— Problem —
Provide again, from the entries below, every line from the one containing "let clone = engine.clone_value(&owner).unwrap();" through the one containing "let source = fixtures.slot(fixtures.mutable(1), 5);", exactly as written, and no other line.

──────

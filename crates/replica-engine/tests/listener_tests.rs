use parking_lot::Mutex;
use pretty_assertions::assert_eq;
use replica_engine::{CloneContext, CloneEngine, Listener, ReferenceListener};
use replica_model::{Identity, Value};
use replica_test_utils::Fixtures;
use std::collections::HashMap;
use std::sync::atomic::{AtomicUsize, Ordering};
use std::sync::Arc;

fn setup() -> (Fixtures, CloneEngine) {
    let fixtures = Fixtures::new();
    let engine = CloneEngine::new(fixtures.registry.clone());
    (fixtures, engine)
}

fn counting_listener(engine: &CloneEngine) -> Arc<AtomicUsize> {
    let count = Arc::new(AtomicUsize::new(0));
    let seen = Arc::clone(&count);
    engine.register_listener(Listener::reference_fn(move |_, _, _| {
        seen.fetch_add(1, Ordering::SeqCst);
    }));
    count
}

/// Side data keyed by instance identity, replicated onto clones
#[derive(Default)]
struct SideTable {
    entries: Mutex<HashMap<Identity, Value>>,
}

impl SideTable {
    fn attach(&self, owner: &Value, data: Value) {
        let identity = owner.reference_identity().unwrap();
        self.entries.lock().insert(identity, data);
    }

    fn get(&self, owner: &Value) -> Option<Value> {
        let identity = owner.reference_identity()?;
        self.entries.lock().get(&identity).cloned()
    }
}

struct SideTableListener(Arc<SideTable>);

impl ReferenceListener for SideTableListener {
    fn on_clone(&self, cx: &mut CloneContext<'_>, source: &Value, destination: &Value) {
        let Some(data) = self.0.get(source) else {
            return;
        };
        if let Ok(copy) = cx.clone_value(&data) {
            self.0.attach(destination, copy);
        }
    }
}

#[test]
fn test_listener_runs_once_per_distinct_instance() {
    let (fixtures, engine) = setup();
    let count = counting_listener(&engine);

    let shared = fixtures.mutable(1);
    let source = fixtures.list(vec![shared.clone(), shared.clone(), shared]);
    let (_, stats) = engine.clone_with_stats(&source).unwrap();

    // list, items array, shared element
    assert_eq!(count.load(Ordering::SeqCst), 3);
    assert_eq!(stats.listener_invocations, 3);
}

#[test]
fn test_listener_not_called_for_immutable_values() {
    let (fixtures, engine) = setup();
    let count = counting_listener(&engine);

    engine.clone_value(&Value::Int(1)).unwrap();
    engine.clone_value(&Value::string("text")).unwrap();
    engine
        .clone_value(&fixtures.immutable_record(1, "a"))
        .unwrap();
    assert_eq!(count.load(Ordering::SeqCst), 0);
}

#[test]
fn test_listener_sees_populated_clone() {
    let (fixtures, engine) = setup();
    let observed = Arc::new(Mutex::new(Vec::new()));
    let sink = Arc::clone(&observed);
    engine.register_listener(Listener::reference_fn(move |_, source, destination| {
        let number = |v: &Value| v.as_object().unwrap().get("number");
        sink.lock().push((number(source), number(destination)));
        assert!(!source.same_instance(destination));
    }));

    engine.clone_value(&fixtures.mutable(42)).unwrap();
    assert_eq!(
        *observed.lock(),
        vec![(Some(Value::Int(42)), Some(Value::Int(42)))]
    );
}

#[test]
fn test_listeners_run_in_registration_order() {
    let (fixtures, engine) = setup();
    let log = Arc::new(Mutex::new(Vec::new()));
    for name in ["first", "second", "third"] {
        let log = Arc::clone(&log);
        engine.register_listener(Listener::reference_fn(move |_, _, _| {
            log.lock().push(name);
        }));
    }

    engine.clone_value(&fixtures.mutable(1)).unwrap();
    assert_eq!(*log.lock(), vec!["first", "second", "third"]);
}

#[test]
fn test_side_table_is_replicated_within_session() {
    let (fixtures, engine) = setup();
    let table = Arc::new(SideTable::default());
    engine.register_listener(Listener::reference(SideTableListener(Arc::clone(&table))));

    // The side data is also reachable from the graph itself
    let shared = fixtures.mutable(7);
    let owner = fixtures.holder(shared.clone());
    let side = fixtures.list(vec![shared.clone()]);
    table.attach(&owner, side.clone());

    let clone = engine.clone_value(&owner).unwrap();
    let copied_side = table.get(&clone).unwrap();
    assert!(!copied_side.same_instance(&side));

    let items = copied_side.as_object().unwrap().get("items").unwrap();
    let side_element = items.as_array().unwrap().get(0).unwrap();
    let graph_element = clone.as_object().unwrap().get("item").unwrap();
    assert!(side_element.same_instance(&graph_element));
    assert!(!side_element.same_instance(&shared));
}

#[test]
fn test_value_listener_replaces_struct_clone() {
    let (fixtures, engine) = setup();
    let slot = fixtures.slot;
    engine.register_listener(Listener::value_fn(move |_, _, destination| {
        if destination.runtime_type() == Some(slot) {
            if let Some(fields) = destination.as_struct_mut() {
                fields.set("weight", Value::Int(100));
            }
        }
    }));

    let source = fixtures.slot(fixtures.mutable(1), 5);
    let clone = engine.clone_value(&source).unwrap();
    assert_eq!(clone.as_struct().unwrap().get("weight"), Some(&Value::Int(100)));
    assert_eq!(source.as_struct().unwrap().get("weight"), Some(&Value::Int(5)));
}

#[test]
fn test_value_listener_reassignment_ignored_for_references() {
    let (fixtures, engine) = setup();
    let calls = Arc::new(AtomicUsize::new(0));
    let seen = Arc::clone(&calls);
    engine.register_listener(Listener::value_fn(move |_, _, destination| {
        seen.fetch_add(1, Ordering::SeqCst);
        *destination = Value::Null;
    }));

    let source = fixtures.mutable(3);
    let clone = engine.clone_value(&source).unwrap();
    assert_eq!(calls.load(Ordering::SeqCst), 1);
    assert_eq!(
        clone.as_object().unwrap().get("number"),
        Some(Value::Int(3))
    );
}

#[test]
fn test_listener_registered_after_first_clone() {
    let (fixtures, engine) = setup();
    let source = fixtures.mutable(1);
    engine.clone_value(&source).unwrap();
    assert_eq!(engine.cached_strategies(), 1);

    let count = counting_listener(&engine);
    engine.clone_value(&source).unwrap();
    assert_eq!(count.load(Ordering::SeqCst), 1);
}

──────

— Answer to this problem —
    let clone = engine.clone_value(&owner).unwrap();
    let copied_side = table.get(&clone).unwrap();
    assert!(!copied_side.same_instance(&side));

    let items = copied_side.as_object().unwrap().get("items").unwrap();
    let side_element = items.as_array().unwrap().get(0).unwrap();
    let graph_element = clone.as_object().unwrap().get("item").unwrap();
    assert!(side_element.same_instance(&graph_element));
    assert!(!side_element.same_instance(&shared));
}

#[test]
fn test_value_listener_replaces_struct_clone() {
    let (fixtures, engine) = setup();
    let slot = fixtures.slot;
    engine.register_listener(Listener::value_fn(move |_, _, destination| {
        if destination.runtime_type() == Some(slot) {
            if let Some(fields) = destination.as_struct_mut() {
                fields.set("weight", Value::Int(100));
            }
        }
    }));

    let source = fixtures.slot(fixtures.mutable(1), 5);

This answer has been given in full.